Exercise aim
One number is the full answer: how many lines in the records contain the word "IllegalOption"?
▬▬▬▬▬▬
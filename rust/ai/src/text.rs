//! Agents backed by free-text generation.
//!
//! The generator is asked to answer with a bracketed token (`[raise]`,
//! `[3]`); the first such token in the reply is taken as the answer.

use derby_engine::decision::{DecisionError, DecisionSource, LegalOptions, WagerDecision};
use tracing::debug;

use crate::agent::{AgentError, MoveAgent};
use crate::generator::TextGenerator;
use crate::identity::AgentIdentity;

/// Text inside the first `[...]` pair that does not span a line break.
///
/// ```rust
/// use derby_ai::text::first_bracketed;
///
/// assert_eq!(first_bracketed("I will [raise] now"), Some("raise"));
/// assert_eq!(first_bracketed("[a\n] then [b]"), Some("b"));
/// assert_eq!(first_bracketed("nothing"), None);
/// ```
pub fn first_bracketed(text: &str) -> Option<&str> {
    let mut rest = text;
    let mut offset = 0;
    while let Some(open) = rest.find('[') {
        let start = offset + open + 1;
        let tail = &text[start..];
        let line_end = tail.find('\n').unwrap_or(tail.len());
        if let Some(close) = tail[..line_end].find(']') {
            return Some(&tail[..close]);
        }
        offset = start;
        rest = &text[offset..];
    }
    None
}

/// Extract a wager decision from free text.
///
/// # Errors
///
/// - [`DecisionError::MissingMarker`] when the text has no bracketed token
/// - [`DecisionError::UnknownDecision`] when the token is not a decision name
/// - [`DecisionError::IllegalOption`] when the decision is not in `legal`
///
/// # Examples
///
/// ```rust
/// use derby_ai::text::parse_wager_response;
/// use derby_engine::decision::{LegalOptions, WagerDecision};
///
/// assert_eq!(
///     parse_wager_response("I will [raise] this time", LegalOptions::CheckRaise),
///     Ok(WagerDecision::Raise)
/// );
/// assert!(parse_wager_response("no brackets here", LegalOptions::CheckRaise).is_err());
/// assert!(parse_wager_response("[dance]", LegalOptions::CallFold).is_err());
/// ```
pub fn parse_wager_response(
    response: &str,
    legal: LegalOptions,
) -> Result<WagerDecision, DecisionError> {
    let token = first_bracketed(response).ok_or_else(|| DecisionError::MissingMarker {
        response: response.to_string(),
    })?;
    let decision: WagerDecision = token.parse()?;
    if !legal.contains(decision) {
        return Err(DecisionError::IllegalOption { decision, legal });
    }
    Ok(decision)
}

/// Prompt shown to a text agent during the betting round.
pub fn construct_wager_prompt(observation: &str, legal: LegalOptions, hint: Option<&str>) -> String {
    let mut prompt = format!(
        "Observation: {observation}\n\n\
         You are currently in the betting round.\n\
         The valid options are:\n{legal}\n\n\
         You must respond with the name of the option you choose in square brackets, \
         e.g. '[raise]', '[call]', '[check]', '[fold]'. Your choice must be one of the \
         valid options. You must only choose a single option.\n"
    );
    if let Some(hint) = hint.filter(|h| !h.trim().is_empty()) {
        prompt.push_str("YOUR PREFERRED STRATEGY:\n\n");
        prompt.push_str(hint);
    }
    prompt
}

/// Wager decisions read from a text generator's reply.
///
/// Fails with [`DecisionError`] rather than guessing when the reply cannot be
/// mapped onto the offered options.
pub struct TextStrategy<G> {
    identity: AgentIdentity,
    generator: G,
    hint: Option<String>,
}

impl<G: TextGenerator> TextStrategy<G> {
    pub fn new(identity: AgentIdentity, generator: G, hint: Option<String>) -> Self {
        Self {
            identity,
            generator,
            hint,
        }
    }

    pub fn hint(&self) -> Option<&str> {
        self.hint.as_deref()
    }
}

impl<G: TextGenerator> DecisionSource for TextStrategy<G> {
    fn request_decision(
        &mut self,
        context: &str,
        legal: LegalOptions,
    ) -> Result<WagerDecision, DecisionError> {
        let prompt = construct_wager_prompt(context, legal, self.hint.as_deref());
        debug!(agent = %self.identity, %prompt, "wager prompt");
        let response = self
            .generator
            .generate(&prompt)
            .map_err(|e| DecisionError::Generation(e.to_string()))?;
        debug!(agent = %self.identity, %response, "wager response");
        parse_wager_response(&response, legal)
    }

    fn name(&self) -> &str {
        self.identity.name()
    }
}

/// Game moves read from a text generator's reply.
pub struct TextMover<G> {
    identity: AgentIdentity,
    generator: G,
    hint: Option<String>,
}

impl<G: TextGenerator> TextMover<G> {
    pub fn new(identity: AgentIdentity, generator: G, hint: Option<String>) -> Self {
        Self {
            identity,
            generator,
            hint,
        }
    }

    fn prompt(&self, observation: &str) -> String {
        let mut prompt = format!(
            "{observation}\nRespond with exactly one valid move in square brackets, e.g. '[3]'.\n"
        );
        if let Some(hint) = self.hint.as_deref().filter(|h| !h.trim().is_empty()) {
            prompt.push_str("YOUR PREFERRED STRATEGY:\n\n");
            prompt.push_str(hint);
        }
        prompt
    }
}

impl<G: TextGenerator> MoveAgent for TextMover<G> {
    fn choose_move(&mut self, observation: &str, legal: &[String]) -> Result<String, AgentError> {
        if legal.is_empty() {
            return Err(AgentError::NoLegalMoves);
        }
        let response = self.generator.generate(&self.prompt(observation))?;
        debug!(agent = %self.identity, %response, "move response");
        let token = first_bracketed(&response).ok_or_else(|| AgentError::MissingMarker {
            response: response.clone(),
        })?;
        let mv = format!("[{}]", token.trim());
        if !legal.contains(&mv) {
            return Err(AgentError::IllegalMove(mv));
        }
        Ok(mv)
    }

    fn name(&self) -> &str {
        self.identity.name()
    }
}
▬▬▬▬▬▬
Exercise answer
2